Step 2_7: the E that will be obtained in the kth implementation procedure of kth time iteration_minFeature number corresponding to corresponding chromosome As the best features number of kth time iteration, it is denoted asThe E that will be obtained in the kth implementation procedure of kth time iteration_minIt is right Best first threshold of the first threshold corresponding to the chromosome answered as kth time iteration, is denoted asBy kth time iteration The E obtained in kth implementation procedure_minBest second threshold of the second threshold corresponding to corresponding chromosome as kth time iteration Value, is denoted asThe E that will be obtained in the kth implementation procedure of kth time iteration_minClassification side corresponding to corresponding chromosome To the optimal classification direction as kth time iteration, it is denoted asIt willUnder the labels of all sample values constitute kth time iteration Optimal classification label vector, be denoted asThen will The structure sequentially formed is as kth The best Weak Classifier of secondary iteration, and the E that will be obtained in the kth implementation procedure of kth time iteration_minMost as kth time iteration Good error rates of weak classifiers, be denoted as again E (^k)；Wherein,Dimension be N × 1；

Step 3: the weight of the best Weak Classifier of kth time iteration is calculated, is denoted as Then it counts The best strong classifier for calculating kth time iteration, is denoted as Wherein, sign () is symbol letter Number,K' is positive integer, and the initial value of k' is 1,Expression kth ' The weight of the best Weak Classifier of secondary iteration,Indicate the optimal classification label vector of kth ' secondary iteration；

Step 4: rightIn each element value withIn each classification marker compared one by one, if entirely Portion is identical, then willIt is determined as final strong classifier, and terminates iterative process；It is not identical if it exists, then follow the steps five；

Step 5: all sample values under feature number corresponding to every chromosome in+1 iterative process of kth in S are calculated Label constitute the corresponding weight vector of classification marker vector, by n-th ' chromosome institute in+1 iterative process of kth in S The corresponding weight vector of classification marker vector that the label of all sample values under corresponding feature number is constituted is denoted as Then k=k+ is enabled 1, it returns again to step 2 and continues to execute；Wherein,It is corresponding to indicateIn the 1st label, n-th Label, n-th mark, and "=" in k=k+1 is assignment.
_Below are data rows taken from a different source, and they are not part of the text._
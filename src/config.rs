use serde::{Deserialize, Serialize};
use std::path::PathBuf;

use crate::error::{PlanError, Result};

/// Configuration for the course planner
#[derive(Debug, Clone, Serialize, Deserialize)]
pub struct Config {
    /// Input and output locations
    pub paths: PathsConfig,

    /// External duration probe settings
    pub probe: ProbeConfig,

    /// Local video discovery settings
    pub discovery: DiscoveryConfig,

    /// Output and logging settings
    pub output: OutputConfig,

    /// Downstream automation hand-off
    pub handoff: HandoffConfig,
}

#[derive(Debug, Clone, Serialize, Deserialize)]
pub struct PathsConfig {
    /// Scraped curriculum JSON document
    pub curriculum_file: PathBuf,

    /// Directory containing the raw lesson videos
    pub video_dir: PathBuf,

    /// Directory containing the exported slide images
    pub slide_dir: PathBuf,

    /// Base directory under which the course folder is created
    pub output_dir: PathBuf,

    /// Course name used for output folders (defaults to the curriculum title)
    pub course_name: Option<String>,
}

#[derive(Debug, Clone, Serialize, Deserialize)]
pub struct ProbeConfig {
    /// Probe executable
    pub command: String,

    /// Arguments placed before the file path
    pub args: Vec<String>,

    /// Maximum number of probe processes in flight
    pub max_concurrent: usize,
}

#[derive(Debug, Clone, Serialize, Deserialize)]
pub struct DiscoveryConfig {
    /// Video file extensions considered for matching
    pub video_extensions: Vec<String>,
}

#[derive(Debug, Clone, Serialize, Deserialize)]
pub struct OutputConfig {
    /// Folder under the course root holding the plan
    pub project_data_dir: String,

    /// Plan file name inside the project data folder
    pub plan_file_name: String,

    /// Extension of the editing project file
    pub project_file_extension: String,

    /// Log level
    pub log_level: String,
}

#[derive(Debug, Clone, Serialize, Deserialize)]
pub struct HandoffConfig {
    /// Run the downstream command after the plan is written
    pub enabled: bool,

    /// Downstream executable
    pub command: Option<String>,

    /// Arguments placed before the plan path
    pub args: Vec<String>,
}

impl Config {
    /// Load configuration from the first well-known path that exists.
    ///
    /// A file that exists but does not parse is an error, not a silent
    /// fallback to defaults.
    pub fn load() -> Result<Self> {
        let mut config_paths = vec![
            PathBuf::from("course-planner.toml"),
            PathBuf::from("config/course-planner.toml"),
        ];
        if let Ok(home) = std::env::var("HOME") {
            config_paths.push(PathBuf::from(home).join(".config/course-planner/config.toml"));
        }
        config_paths.push(PathBuf::from("/etc/course-planner/config.toml"));

        Self::load_first(&config_paths)
    }

    /// Load the first existing file among `paths`, or fall back to the environment
    pub fn load_first(paths: &[PathBuf]) -> Result<Self> {
        match paths.iter().find(|path| path.is_file()) {
            Some(path) => Self::load_from(path),
            None => Self::from_env(),
        }
    }

    /// Load configuration from a specific file
    pub fn load_from(path: &std::path::Path) -> Result<Self> {
        let config_str = std::fs::read_to_string(path)?;
        let config: Config = toml::from_str(&config_str)
            .map_err(|e| PlanError::Config(format!("{}: {}", path.display(), e)))?;
        tracing::info!("📄 Loaded configuration from: {}", path.display());
        Ok(config.apply_env())
    }

    /// Load configuration from environment variables
    pub fn from_env() -> Result<Self> {
        Ok(Self::default().apply_env())
    }

    /// Override values with `COURSE_PLANNER_*` environment variables
    fn apply_env(mut self) -> Self {
        if let Ok(dir) = std::env::var("COURSE_PLANNER_VIDEO_DIR") {
            self.paths.video_dir = PathBuf::from(dir);
        }

        if let Ok(dir) = std::env::var("COURSE_PLANNER_SLIDE_DIR") {
            self.paths.slide_dir = PathBuf::from(dir);
        }

        if let Ok(dir) = std::env::var("COURSE_PLANNER_OUTPUT_DIR") {
            self.paths.output_dir = PathBuf::from(dir);
        }

        if let Ok(file) = std::env::var("COURSE_PLANNER_CURRICULUM") {
            self.paths.curriculum_file = PathBuf::from(file);
        }

        if let Ok(name) = std::env::var("COURSE_PLANNER_COURSE_NAME") {
            self.paths.course_name = Some(name);
        }

        if let Ok(command) = std::env::var("COURSE_PLANNER_PROBE_COMMAND") {
            self.probe.command = command;
        }

        if let Ok(max) = std::env::var("COURSE_PLANNER_MAX_PROBES") {
            self.probe.max_concurrent = max.parse().unwrap_or(self.probe.max_concurrent);
        }

        if let Ok(log_level) = std::env::var("COURSE_PLANNER_LOG_LEVEL") {
            self.output.log_level = log_level;
        }

        self
    }

    /// Save configuration to file
    pub fn save(&self, path: &str) -> Result<()> {
        let config_str = toml::to_string_pretty(self)
            .map_err(|e| PlanError::Config(e.to_string()))?;
        std::fs::write(path, config_str)?;
        tracing::info!("💾 Configuration saved to: {}", path);
        Ok(())
    }

    /// Validate configuration
    pub fn validate(&self) -> Result<()> {
        if self.probe.command.trim().is_empty() {
            return Err(PlanError::Config("probe command must not be empty".to_string()));
        }

        if self.probe.max_concurrent == 0 {
            return Err(PlanError::Config("probe.max_concurrent must be greater than 0".to_string()));
        }

        if self.discovery.video_extensions.is_empty() {
            return Err(PlanError::Config("at least one video extension is required".to_string()));
        }

        if self.output.plan_file_name.trim().is_empty() {
            return Err(PlanError::Config("plan_file_name must not be empty".to_string()));
        }

        if self.handoff.enabled && self.handoff.command.is_none() {
            return Err(PlanError::Config("handoff is enabled but no command is set".to_string()));
        }

        tracing::debug!("✅ Configuration validation passed");
        Ok(())
    }

    /// Get runtime configuration summary
    pub fn summary(&self) -> String {
        format!(
            "Course Planner Configuration:\n\
            - Curriculum: {}\n\
            - Video Directory: {}\n\
            - Slide Directory: {}\n\
            - Output Directory: {}\n\
            - Probe: {} (max {} concurrent)\n\
            - Video Extensions: {}\n\
            - Hand-off Enabled: {}",
            self.paths.curriculum_file.display(),
            self.paths.video_dir.display(),
            self.paths.slide_dir.display(),
            self.paths.output_dir.display(),
            self.probe.command,
            self.probe.max_concurrent,
            self.discovery.video_extensions.join(", "),
            self.handoff.enabled
        )
    }
}

impl Default for Config {
    fn default() -> Self {
        Self {
            paths: PathsConfig {
                curriculum_file: PathBuf::from("curriculum.json"),
                video_dir: PathBuf::from("./videos"),
                slide_dir: PathBuf::from("./slides"),
                output_dir: PathBuf::from("./output"),
                course_name: None,
            },
            probe: ProbeConfig {
                command: "ffprobe".to_string(),
                args: vec![
                    "-v".to_string(),
                    "error".to_string(),
                    "-show_entries".to_string(),
                    "format=duration".to_string(),
                    "-of".to_string(),
                    "default=noprint_wrappers=1:nokey=1".to_string(),
                ],
                max_concurrent: num_cpus::get() * 2,
            },
            discovery: DiscoveryConfig {
                video_extensions: vec![
                    "mp4".to_string(),
                    "mov".to_string(),
                    "mkv".to_string(),
                    "avi".to_string(),
                    "m4v".to_string(),
                    "webm".to_string(),
                ],
            },
            output: OutputConfig {
                project_data_dir: "_project_data".to_string(),
                plan_file_name: "master_plan.json".to_string(),
                project_file_extension: "prproj".to_string(),
                log_level: "info".to_string(),
            },
            handoff: HandoffConfig {
                enabled: false,
                command: None,
                args: Vec::new(),
            },
        }
    }
}

/// Configuration builder for programmatic config creation
pub struct ConfigBuilder {
    config: Config,
}

impl ConfigBuilder {
    pub fn new() -> Self {
        Self {
            config: Config::default(),
        }
    }

    pub fn with_curriculum_file(mut self, path: PathBuf) -> Self {
        self.config.paths.curriculum_file = path;
        self
    }

    pub fn with_video_dir(mut self, dir: PathBuf) -> Self {
        self.config.paths.video_dir = dir;
        self
    }

    pub fn with_slide_dir(mut self, dir: PathBuf) -> Self {
        self.config.paths.slide_dir = dir;
        self
    }

    pub fn with_output_dir(mut self, dir: PathBuf) -> Self {
        self.config.paths.output_dir = dir;
        self
    }

    pub fn with_course_name(mut self, name: impl Into<String>) -> Self {
        self.config.paths.course_name = Some(name.into());
        self
    }

    pub fn with_max_concurrent_probes(mut self, max: usize) -> Self {
        self.config.probe.max_concurrent = max;
        self
    }

    pub fn with_handoff(mut self, command: impl Into<String>, args: Vec<String>) -> Self {
        self.config.handoff = HandoffConfig {
            enabled: true,
            command: Some(command.into()),
            args,
        };
        self
    }

    pub fn build(self) -> Config {
        self.config
    }
}

impl Default for ConfigBuilder {
    fn default() -> Self {
        Self::new()
    }
}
2. a kind of dual threshold AdaBoost classification method according to claim 1, it is characterised in that the step 2_4 In, to S_newIn remaining N'-1 chromosome carry out intersect recombination detailed process are as follows:

Step 2_4b: the rear M'- ζ gene of the preceding ζ gene of wherein item chromosome and another item chromosome is formed one New chromosome；To the remaining rear M'- ζ gene of wherein item chromosome and the remaining preceding ζ genome of another item chromosome At another new chromosome；Wherein, ζ is the positive integer being randomly generated, ζ ∈ [1, M')；

Step 2_4c: two new chromosomes are replaced to two chromosomes of selection；

3. a kind of dual threshold AdaBoost classification method according to claim 1 or 2, it is characterised in that the step 2_ In 5, at random in every selected chromosomeThe detailed process that a gene is changed are as follows: for the base chosen The value of the gene is changed into 1 if the value of the gene is 0 by cause；If the value of the gene is 1, the value of the gene is changed into 0。